Directions
Spot each line in the data below containing "first" and copy it.
++++++
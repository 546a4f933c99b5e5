//! Every controllable parameter in the system, addressed by qualified symbol.
//!
//! Presets, MIDI mapping and automation all come through here. The index is
//! built lazily on first use from the fixed plugin set; plugins can't be
//! added or removed afterwards.

use std::collections::{BTreeMap, HashMap};
use std::sync::{Arc, OnceLock};

use tracing::{debug, trace, warn};

use crate::plugin::DspPlugin;
use crate::port::{ControlPort, PortDescriptor, PortValue, QualifiedSymbol};

/// A captured state: qualified symbol → value. Sorted for stable output.
pub type Preset = BTreeMap<String, PortValue>;

/// Where a qualified symbol points: plugin and port position.
#[derive(Debug, Clone, Copy)]
struct PortRef {
    plugin: usize,
    port: usize,
}

/// A port's descriptor together with its system-wide key.
#[cfg_attr(feature = "serde", derive(serde::Serialize, serde::Deserialize))]
#[derive(Debug, Clone, PartialEq)]
pub struct QualifiedDescriptor {
    pub qualified_symbol: String,
    pub descriptor: PortDescriptor,
}

pub struct PortRegistry {
    plugins: Vec<Arc<dyn DspPlugin>>,
    index: OnceLock<HashMap<String, PortRef>>,
}

impl PortRegistry {
    pub fn new(plugins: Vec<Arc<dyn DspPlugin>>) -> Self {
        Self {
            plugins,
            index: OnceLock::new(),
        }
    }

    pub fn plugins(&self) -> &[Arc<dyn DspPlugin>] {
        &self.plugins
    }

    pub fn plugin(&self, uri: &str) -> Option<&Arc<dyn DspPlugin>> {
        self.plugins.iter().find(|plugin| plugin.uri() == uri)
    }

    fn index(&self) -> &HashMap<String, PortRef> {
        self.index.get_or_init(|| {
            let mut index = HashMap::new();
            for (p, plugin) in self.plugins.iter().enumerate() {
                for (i, port) in plugin.ports().iter().enumerate() {
                    let key = QualifiedSymbol::new(plugin.uri(), port.symbol()).to_string();
                    // Last registration wins
                    if index.insert(key.clone(), PortRef { plugin: p, port: i }).is_some() {
                        warn!(symbol = %key, "qualified symbol collision, earlier port shadowed");
                    }
                }
            }
            debug!(plugins = self.plugins.len(), ports = index.len(), "port index built");
            index
        })
    }

    fn resolve(&self, qualified: &str) -> Option<&ControlPort> {
        let port = self.index().get(qualified)?;
        self.plugins.get(port.plugin)?.ports().get(port.port)
    }

    /// Number of addressable ports.
    pub fn len(&self) -> usize {
        self.index().len()
    }

    pub fn is_empty(&self) -> bool {
        self.index().is_empty()
    }

    pub fn contains(&self, qualified: &str) -> bool {
        self.index().contains_key(qualified)
    }

    /// Set by qualified symbol. `false` for a malformed symbol or unknown
    /// plugin/port; out-of-range values are clamped, never rejected.
    pub fn set_port_value(&self, qualified: &str, value: PortValue) -> bool {
        match QualifiedSymbol::parse(qualified) {
            Some(symbol) => self.set(&symbol, value),
            None => false,
        }
    }

    pub fn get_port_value(&self, qualified: &str) -> Option<PortValue> {
        self.get(&QualifiedSymbol::parse(qualified)?)
    }

    /// Typed-key variant of [`set_port_value`](Self::set_port_value).
    pub fn set(&self, symbol: &QualifiedSymbol, value: PortValue) -> bool {
        match self.resolve(&symbol.to_string()) {
            Some(port) => {
                port.set(value);
                true
            }
            None => false,
        }
    }

    pub fn get(&self, symbol: &QualifiedSymbol) -> Option<PortValue> {
        self.resolve(&symbol.to_string())?.get()
    }

    /// Snapshot of every port. Ports whose getter yields nothing are skipped.
    pub fn capture_state(&self) -> Preset {
        self.index()
            .iter()
            .filter_map(|(key, port)| {
                let value = self.plugins.get(port.plugin)?.ports().get(port.port)?.get()?;
                Some((key.clone(), value))
            })
            .collect()
    }

    /// Reset every port to its default, then apply `values`.
    ///
    /// Afterwards each port holds either its default or a value from
    /// `values`, never anything left over from an earlier state. Unknown
    /// keys are ignored so older or partial presets always load.
    ///
    /// Both phases walk the plugins in registration order, so a port whose
    /// setter writes through to a later plugin's port (the voice plugin's
    /// `feedback` driving the delay's) is overridden by that port's own
    /// preset value.
    pub fn restore_state(&self, values: &Preset) {
        for plugin in &self.plugins {
            for port in plugin.ports() {
                port.reset();
            }
        }

        let index = self.index();
        for (p, plugin) in self.plugins.iter().enumerate() {
            for (i, port) in plugin.ports().iter().enumerate() {
                let key = QualifiedSymbol::new(plugin.uri(), port.symbol()).to_string();
                let Some(value) = values.get(&key) else {
                    continue;
                };
                // Shadowed ports are not addressable
                if index.get(&key).is_some_and(|r| r.plugin == p && r.port == i) {
                    port.set(*value);
                }
            }
        }
        for key in values.keys().filter(|key| !index.contains_key(*key)) {
            trace!(symbol = %key, "ignoring unknown preset key");
        }
    }

    /// Every port's descriptor, ordered by plugin then declaration.
    pub fn descriptors(&self) -> Vec<QualifiedDescriptor> {
        self.plugins
            .iter()
            .flat_map(|plugin| {
                plugin.ports().iter().map(move |port| QualifiedDescriptor {
                    qualified_symbol: QualifiedSymbol::new(plugin.uri(), port.symbol()).to_string(),
                    descriptor: port.descriptor().clone(),
                })
            })
            .collect()
    }
}

#[cfg(test)]
mod tests {
    use super::*;
    use crate::engine::AudioEngine;
    use crate::error::Result;
    use crate::plugin::AudioEndpoints;
    use crate::port::{PortDescriptor, PortType, PortsBuilder};

    /// A plugin whose ports are whatever the test hands it.
    struct Fixture {
        uri: &'static str,
        ports: Vec<ControlPort>,
        endpoints: AudioEndpoints,
    }

    impl DspPlugin for Fixture {
        fn uri(&self) -> &str {
            self.uri
        }

        fn initialize(&mut self, _engine: &mut AudioEngine) -> Result<()> {
            Ok(())
        }

        fn ports(&self) -> &[ControlPort] {
            &self.ports
        }

        fn endpoints(&self) -> &AudioEndpoints {
            &self.endpoints
        }
    }

    fn fixture(uri: &'static str, ports: Vec<ControlPort>) -> Arc<dyn DspPlugin> {
        Arc::new(Fixture {
            uri,
            ports,
            endpoints: AudioEndpoints::new(),
        })
    }

    fn gain_port(start: u32, value: &Arc<crate::atomic::AtomicParam>) -> Vec<ControlPort> {
        let mut ports = PortsBuilder::new(start);
        ports.float("gain").default(0.5).range(0.0, 1.0).param(Arc::clone(value));
        ports.build()
    }

    #[test]
    fn uri_with_colons_resolves() {
        let gain = Arc::new(crate::atomic::AtomicParam::new(0.5));
        let registry = PortRegistry::new(vec![fixture("urn:test:amp", gain_port(0, &gain))]);
        assert!(registry.set_port_value("urn:test:amp:gain", PortValue::Float(0.2)));
        assert_eq!(gain.get(), 0.2);
        assert!(registry.contains("urn:test:amp:gain"));
    }

    #[test]
    fn collision_keeps_last_plugin() {
        let first = Arc::new(crate::atomic::AtomicParam::new(0.5));
        let second = Arc::new(crate::atomic::AtomicParam::new(0.5));
        let registry = PortRegistry::new(vec![
            fixture("amp", gain_port(0, &first)),
            fixture("amp", gain_port(10, &second)),
        ]);
        assert_eq!(registry.len(), 1);

        registry.restore_state(&Preset::from([("amp:gain".to_string(), PortValue::Float(0.9))]));
        assert_eq!(second.get(), 0.9);
    }

    #[test]
    fn capture_skips_unreadable_ports() {
        let descriptor = PortDescriptor {
            symbol: "ghost".into(),
            name: "Ghost".into(),
            port_type: PortType::Float,
            default: PortValue::Float(0.0),
            min: None,
            max: None,
            index: 0,
        };
        let ghost = ControlPort::new(descriptor, Box::new(|| None), Box::new(|_| {}));
        let gain = Arc::new(crate::atomic::AtomicParam::new(0.5));
        let mut ports = gain_port(1, &gain);
        ports.push(ghost);

        let registry = PortRegistry::new(vec![fixture("amp", ports)]);
        let state = registry.capture_state();
        assert_eq!(state.len(), 1);
        assert_eq!(state.get("amp:gain"), Some(&PortValue::Float(0.5)));
    }

    #[test]
    fn descriptors_carry_qualified_symbols() {
        let gain = Arc::new(crate::atomic::AtomicParam::new(0.5));
        let registry = PortRegistry::new(vec![fixture("amp", gain_port(7, &gain))]);
        let descriptors = registry.descriptors();
        assert_eq!(descriptors.len(), 1);
        assert_eq!(descriptors[0].qualified_symbol, "amp:gain");
        assert_eq!(descriptors[0].descriptor.index, 7);
        assert_eq!(descriptors[0].descriptor.max, Some(PortValue::Float(1.0)));
    }
}
//! Polarity conversion and Boolean-style logic on control signals.

/*
Combining Two LFOs With Logic
=============================

A "duo" LFO runs two low-frequency oscillators and merges them into one
control signal. Instead of adding them, it combines them LOGICALLY: the
output is "high" when both are high (AND) or when either is high (OR).

Vocabulary
----------

  bipolar       Output swings positive AND negative: -1.0 to +1.0.
                This is what the oscillators produce.

  unipolar      Output is only positive: 0.0 to 1.0.
                Probability-style logic only works in this domain.

  fuzzy logic   Boolean operators generalized to values between 0 and 1.
                At the extremes (0 and 1) they agree with true/false logic.


Bipolar to Unipolar Conversion
------------------------------

    unipolar = bipolar * 0.5 + 0.5
    bipolar  = unipolar * 2.0 - 1.0

    bipolar   unipolar
    -1.0      0.0
     0.0      0.5
    +1.0      1.0


Square Waves: Product Logic
---------------------------

A square wave is either fully low or fully high, so in the unipolar domain
it is a true Boolean. The product forms reproduce the truth table exactly:

    AND(a, b) = a * b
    OR(a, b)  = a + b - a * b

      a  b | AND  OR
      0  0 |  0    0
      0  1 |  0    1
      1  0 |  0    1
      1  1 |  1    1

The signal path is therefore: convert both to unipolar, combine, convert the
result back to bipolar.


Triangle Waves: MIN / MAX
-------------------------

For continuous shapes the product forms bend the waveform (a * b of two
triangles is a parabola-ish curve). The classic fuzzy-logic substitute is

    AND(a, b) = min(a, b)
    OR(a, b)  = max(a, b)

MIN/MAX commute with the affine polarity conversion, so no unipolar detour
is needed: min(triA, triB) on bipolar signals IS the AND. It is also exact
and click-free - the output is always one of the two inputs, so it can never
overshoot the input range.
*/

/// Convert bipolar signal (-1.0 to +1.0) to unipolar (0.0 to 1.0).
#[inline]
pub fn bipolar_to_unipolar(bipolar: f32) -> f32 {
    bipolar * 0.5 + 0.5
}

/// Convert unipolar signal (0.0 to 1.0) to bipolar (-1.0 to +1.0).
#[inline]
pub fn unipolar_to_bipolar(unipolar: f32) -> f32 {
    unipolar * 2.0 - 1.0
}

/// Product AND of two unipolar values.
#[inline]
pub fn logic_and(a: f32, b: f32) -> f32 {
    a * b
}

/// Product OR of two unipolar values.
#[inline]
pub fn logic_or(a: f32, b: f32) -> f32 {
    a + b - a * b
}

/// Calculate samples per LFO period.
///
/// # Example
/// ```
/// use orpheus_dsp::dsp::lfo::samples_per_period;
/// let samples = samples_per_period(5.0, 48000.0);
/// assert_eq!(samples, 9600.0); // 5 Hz at 48kHz = 9600 samples
/// ```
#[inline]
pub fn samples_per_period(frequency_hz: f32, sample_rate: f32) -> f32 {
    sample_rate / frequency_hz
}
++++++
The completed task
//! built lazily on first use from the fixed plugin set; plugins can't be
        let first = Arc::new(crate::atomic::AtomicParam::new(0.5));
            fixture("amp", gain_port(0, &first)),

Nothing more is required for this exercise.